Two particles are moving along positive x-axis, Particle-1 is ahead of particle-2. The initial velocities of particle-1 and particle-2 are 5m/s and 10m/s respectively. The acceleration of particle-1 and particle-2 are 5m/s2 and 8m/s2 and are along positive x-axis. The initial gap between the particles is 16 metres.

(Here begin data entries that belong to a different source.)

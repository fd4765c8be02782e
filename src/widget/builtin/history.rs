//! 履歴の移動と検索

use super::add;
use crate::error::Result;
use crate::history::{expand_events, SearchDirection};
use crate::mode::SubMode;
use crate::options::ReadlineOption;
use crate::reader::EditContext;
use crate::widget::{names, WidgetOutcome, WidgetRegistry};

pub(crate) fn register(registry: &mut WidgetRegistry) {
    add(registry, names::UP_HISTORY, up_history);
    add(registry, names::DOWN_HISTORY, down_history);
    add(registry, names::UP_LINE_OR_HISTORY, up_line_or_history);
    add(registry, names::DOWN_LINE_OR_HISTORY, down_line_or_history);
    add(registry, names::UP_LINE_OR_SEARCH, up_line_or_search);
    add(registry, names::DOWN_LINE_OR_SEARCH, down_line_or_search);
    add(registry, names::BEGINNING_OF_HISTORY, beginning_of_history);
    add(registry, names::END_OF_HISTORY, end_of_history);
    add(registry, names::HISTORY_SEARCH_BACKWARD, history_search_backward);
    add(registry, names::HISTORY_SEARCH_FORWARD, history_search_forward);
    add(registry, names::HISTORY_BEGINNING_SEARCH_BACKWARD, history_beginning_search_backward);
    add(registry, names::HISTORY_BEGINNING_SEARCH_FORWARD, history_beginning_search_forward);
    add(registry, names::HISTORY_INCREMENTAL_SEARCH_BACKWARD, |ctx| {
        begin_incremental(ctx, SearchDirection::Backward, false, false)
    });
    add(registry, names::HISTORY_INCREMENTAL_SEARCH_FORWARD, |ctx| {
        begin_incremental(ctx, SearchDirection::Forward, false, false)
    });
    add(registry, names::HISTORY_INCREMENTAL_PATTERN_SEARCH_BACKWARD, |ctx| {
        begin_incremental(ctx, SearchDirection::Backward, true, false)
    });
    add(registry, names::HISTORY_INCREMENTAL_PATTERN_SEARCH_FORWARD, |ctx| {
        begin_incremental(ctx, SearchDirection::Forward, true, false)
    });
    add(registry, names::INSERT_LAST_WORD, insert_last_word);
    add(registry, names::INFER_NEXT_HISTORY, infer_next_history);
    add(registry, names::EXPAND_HISTORY, expand_history);
    add(registry, names::VI_FETCH_HISTORY, vi_fetch_history);
    add(registry, names::VI_UP_LINE_OR_HISTORY, vi_up_line_or_history);
    add(registry, names::VI_DOWN_LINE_OR_HISTORY, vi_down_line_or_history);
    add(registry, names::VI_HISTORY_SEARCH_BACKWARD, |ctx| {
        begin_incremental(ctx, SearchDirection::Backward, false, true)
    });
    add(registry, names::VI_HISTORY_SEARCH_FORWARD, |ctx| {
        begin_incremental(ctx, SearchDirection::Forward, false, true)
    });
    add(registry, names::VI_REPEAT_SEARCH, |ctx| repeat_search(ctx, false));
    add(registry, names::VI_REV_REPEAT_SEARCH, |ctx| repeat_search(ctx, true));
}

/// 符号付きの回数で履歴を移動する。正なら古い方へ
fn move_history(ctx: &mut EditContext<'_>, count: i64) -> bool {
    let moved = if count >= 0 {
        ctx.history.previous(count, ctx.buffer)
    } else {
        ctx.history.next(-count, ctx.buffer)
    };
    if !moved && count != 0 {
        ctx.history_beep();
    }
    moved
}

fn up_history(ctx: &mut EditContext<'_>) -> Result<WidgetOutcome> {
    let count = ctx.count();
    move_history(ctx, count);
    Ok(WidgetOutcome::Continue)
}

fn down_history(ctx: &mut EditContext<'_>) -> Result<WidgetOutcome> {
    let count = ctx.count();
    move_history(ctx, -count);
    Ok(WidgetOutcome::Continue)
}

/// 複数行バッファ内を行移動し、端に着いたら履歴へ
fn line_or(ctx: &mut EditContext<'_>, up: bool, at_edge: fn(&mut EditContext<'_>, i64) -> bool) -> bool {
    let count = ctx.count();
    let mut remaining = count.unsigned_abs() as i64;
    let up = up != (count < 0);
    while remaining > 0 {
        let moved = if up { ctx.buffer.move_line_up() } else { ctx.buffer.move_line_down() };
        if !moved {
            break;
        }
        remaining -= 1;
    }
    if remaining == 0 {
        return true;
    }
    at_edge(ctx, if up { remaining } else { -remaining })
}

fn up_line_or_history(ctx: &mut EditContext<'_>) -> Result<WidgetOutcome> {
    line_or(ctx, true, move_history);
    Ok(WidgetOutcome::Continue)
}

fn down_line_or_history(ctx: &mut EditContext<'_>) -> Result<WidgetOutcome> {
    line_or(ctx, false, move_history);
    Ok(WidgetOutcome::Continue)
}

fn up_line_or_search(ctx: &mut EditContext<'_>) -> Result<WidgetOutcome> {
    line_or(ctx, true, search_first_word);
    Ok(WidgetOutcome::Continue)
}

fn down_line_or_search(ctx: &mut EditContext<'_>) -> Result<WidgetOutcome> {
    line_or(ctx, false, search_first_word);
    Ok(WidgetOutcome::Continue)
}

fn beginning_of_history(ctx: &mut EditContext<'_>) -> Result<WidgetOutcome> {
    if ctx.history.is_empty() || !ctx.history.move_to(0, ctx.buffer) {
        ctx.history_beep();
    }
    Ok(WidgetOutcome::Continue)
}

fn end_of_history(ctx: &mut EditContext<'_>) -> Result<WidgetOutcome> {
    let len = ctx.history.len();
    if !ctx.history.move_to(len, ctx.buffer) {
        ctx.history_beep();
    }
    Ok(WidgetOutcome::Continue)
}

/// 接頭辞が一致するエントリへ `count` 回移動する。正なら古い方へ
fn search_prefix(ctx: &mut EditContext<'_>, prefix: &str, count: i64) -> bool {
    let direction = if count >= 0 { SearchDirection::Backward } else { SearchDirection::Forward };
    for _ in 0..count.unsigned_abs() {
        let current = ctx.buffer.text();
        match ctx.history.find_prefix(prefix, &current, direction) {
            Some(index) => {
                ctx.history.move_to(index, ctx.buffer);
            }
            None => {
                ctx.history_beep();
                return false;
            }
        }
    }
    true
}

/// 行の最初の単語で検索する
fn search_first_word(ctx: &mut EditContext<'_>, count: i64) -> bool {
    let text = ctx.buffer.text();
    let first = text.split_whitespace().next().unwrap_or("").to_string();
    search_prefix(ctx, &first, count)
}

fn history_search_backward(ctx: &mut EditContext<'_>) -> Result<WidgetOutcome> {
    let count = ctx.count();
    search_first_word(ctx, count);
    Ok(WidgetOutcome::Continue)
}

fn history_search_forward(ctx: &mut EditContext<'_>) -> Result<WidgetOutcome> {
    let count = ctx.count();
    search_first_word(ctx, -count);
    Ok(WidgetOutcome::Continue)
}

/// カーソルまでの文字列で検索し、カーソル位置は保つ
fn beginning_search(ctx: &mut EditContext<'_>, count: i64) -> Result<WidgetOutcome> {
    let cursor = ctx.buffer.cursor();
    let prefix = ctx.buffer.substring(0..cursor);
    if search_prefix(ctx, &prefix, count) {
        ctx.buffer.set_cursor(cursor);
    }
    Ok(WidgetOutcome::Continue)
}

fn history_beginning_search_backward(ctx: &mut EditContext<'_>) -> Result<WidgetOutcome> {
    let count = ctx.count();
    beginning_search(ctx, count)
}

fn history_beginning_search_forward(ctx: &mut EditContext<'_>) -> Result<WidgetOutcome> {
    let count = ctx.count();
    beginning_search(ctx, -count)
}

/// インクリメンタル検索のサブモードへ入る
fn begin_incremental(ctx: &mut EditContext<'_>, direction: SearchDirection, glob: bool, vi: bool) -> Result<WidgetOutcome> {
    ctx.history.begin_search(direction, glob, vi, ctx.buffer);
    ctx.mode.sub_mode = Some(SubMode::IncrementalSearch);
    log::debug!("incremental search: {:?} glob={} vi={}", direction, glob, vi);
    Ok(WidgetOutcome::Continue)
}

fn repeat_search(ctx: &mut EditContext<'_>, reverse: bool) -> Result<WidgetOutcome> {
    if !ctx.history.repeat_last_search(reverse, ctx.buffer) {
        ctx.history_beep();
    }
    Ok(WidgetOutcome::Continue)
}

/// 前の履歴行の最後の単語を挿入する。続けて呼ぶとさらに前の行へ
///
/// 数値引数 n では後ろから n 番目の単語。
fn insert_last_word(ctx: &mut EditContext<'_>) -> Result<WidgetOutcome> {
    let repeated = ctx.mode.last_widget.as_ref() == Some(&names::INSERT_LAST_WORD);
    let previous = ctx.line.last_word.take().filter(|_| repeated);
    let start_index = match &previous {
        Some((index, _)) => *index,
        None => ctx.history.index().min(ctx.history.len()),
    };
    let nth = ctx.count().max(1) as usize;

    let found = (0..start_index).rev().find_map(|i| {
        let entry = ctx.history.entry(i)?;
        let words: Vec<&str> = entry.split_whitespace().collect();
        words
            .len()
            .checked_sub(nth)
            .map(|w| (i, words[w].to_string()))
    });
    let Some((index, word)) = found else {
        ctx.line.last_word = previous;
        return ctx.fail();
    };

    let start = match previous {
        Some((_, range)) => {
            let start = range.start;
            ctx.buffer.delete_range(range);
            ctx.buffer.set_cursor(start);
            start
        }
        None => ctx.buffer.cursor(),
    };
    ctx.buffer.insert_str(&word);
    ctx.line.last_word = Some((index, start..ctx.buffer.cursor()));
    Ok(WidgetOutcome::Continue)
}

/// 現在の行と同じ履歴行を探し、その次の行を取り出す
fn infer_next_history(ctx: &mut EditContext<'_>) -> Result<WidgetOutcome> {
    let text = ctx.buffer.text();
    let len = ctx.history.len();
    let found = (0..len.saturating_sub(1))
        .rev()
        .find(|&i| ctx.history.entry(i) == Some(text.as_str()));
    match found {
        Some(index) => {
            ctx.history.move_to(index + 1, ctx.buffer);
            Ok(WidgetOutcome::Continue)
        }
        None => ctx.fail(),
    }
}

fn expand_history(ctx: &mut EditContext<'_>) -> Result<WidgetOutcome> {
    if ctx.option(ReadlineOption::DisableEventExpansion) {
        return Ok(WidgetOutcome::Continue);
    }
    let text = ctx.buffer.text();
    match expand_events(&text, ctx.history.store()) {
        Ok(expanded) => {
            if expanded != text {
                ctx.buffer.set_text(&expanded);
            }
            Ok(WidgetOutcome::Continue)
        }
        Err(e) => {
            log::debug!("expand-history: {}", e);
            ctx.fail()
        }
    }
}

/// 数値引数 n なら n 番目（1始まり）の履歴、なければ最古の履歴
fn vi_fetch_history(ctx: &mut EditContext<'_>) -> Result<WidgetOutcome> {
    let target = match ctx.explicit_argument() {
        Some(n) if n >= 1 => (n - 1) as usize,
        Some(_) => return ctx.fail(),
        None => 0,
    };
    if target >= ctx.history.len() {
        return ctx.fail();
    }
    if ctx.history.index() != target {
        ctx.history.move_to(target, ctx.buffer);
    }
    let first = ctx.buffer.first_non_blank(0);
    ctx.buffer.set_cursor(first);
    Ok(WidgetOutcome::Continue)
}

fn vi_line_or_history(ctx: &mut EditContext<'_>, up: bool) -> Result<WidgetOutcome> {
    line_or(ctx, up, move_history);
    let first = ctx.buffer.first_non_blank(ctx.buffer.cursor());
    ctx.buffer.set_cursor(first);
    Ok(WidgetOutcome::Continue)
}

fn vi_up_line_or_history(ctx: &mut EditContext<'_>) -> Result<WidgetOutcome> {
    vi_line_or_history(ctx, true)
}

fn vi_down_line_or_history(ctx: &mut EditContext<'_>) -> Result<WidgetOutcome> {
    vi_line_or_history(ctx, false)
}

The time as which they meet one another is​

Answer 1

Answer:

1sec

Explanation:

For particle-1 displacement(S)=5t-5t^2/2

For particle-2 displacement(S`)=10t+4t^2

S+S`= 16m given in question

upon substituting we get t=0.97s or t=-10s

so answer is t=1sec approximately

Answer 2

Answer: The correct answer is after 2s, 1 and 2 will meet one another.

Explanation:

• Let both the particles meet one another at time t.
• The distance covered by particle 1 is given by the equation:
• $s = u_1t+\frac{1}{2}a_1t^2\\s = 5t+\frac{1}{2}5t^2---- > 1$
• Since particle 2 meets 1 at a common point and the gap between them was 16m, So the distance covered by the particle 2:
• $s +16 = u_2t+\frac{1}{2}a_2t^2\\s = 10t+\frac{1}{2}8t^2 - 16\\s = 10t+4t^2 - 16--- > 2$
• From Equations 1 and 2
• $5t+\frac{5}{2}t^2=10t+4t^2-16\\10t+5t^2=20t+4t^2-32\\3t^2+10t-32=0\\therefore \hspace{2} t = \frac{-10\pm\sqrt{100-(-4\times3\times32)}}{2\times3}\\t = \frac{-10\pm22}{6}\\t = 2s \hspace{5} t = -5.33s$
• Therefore t = 2s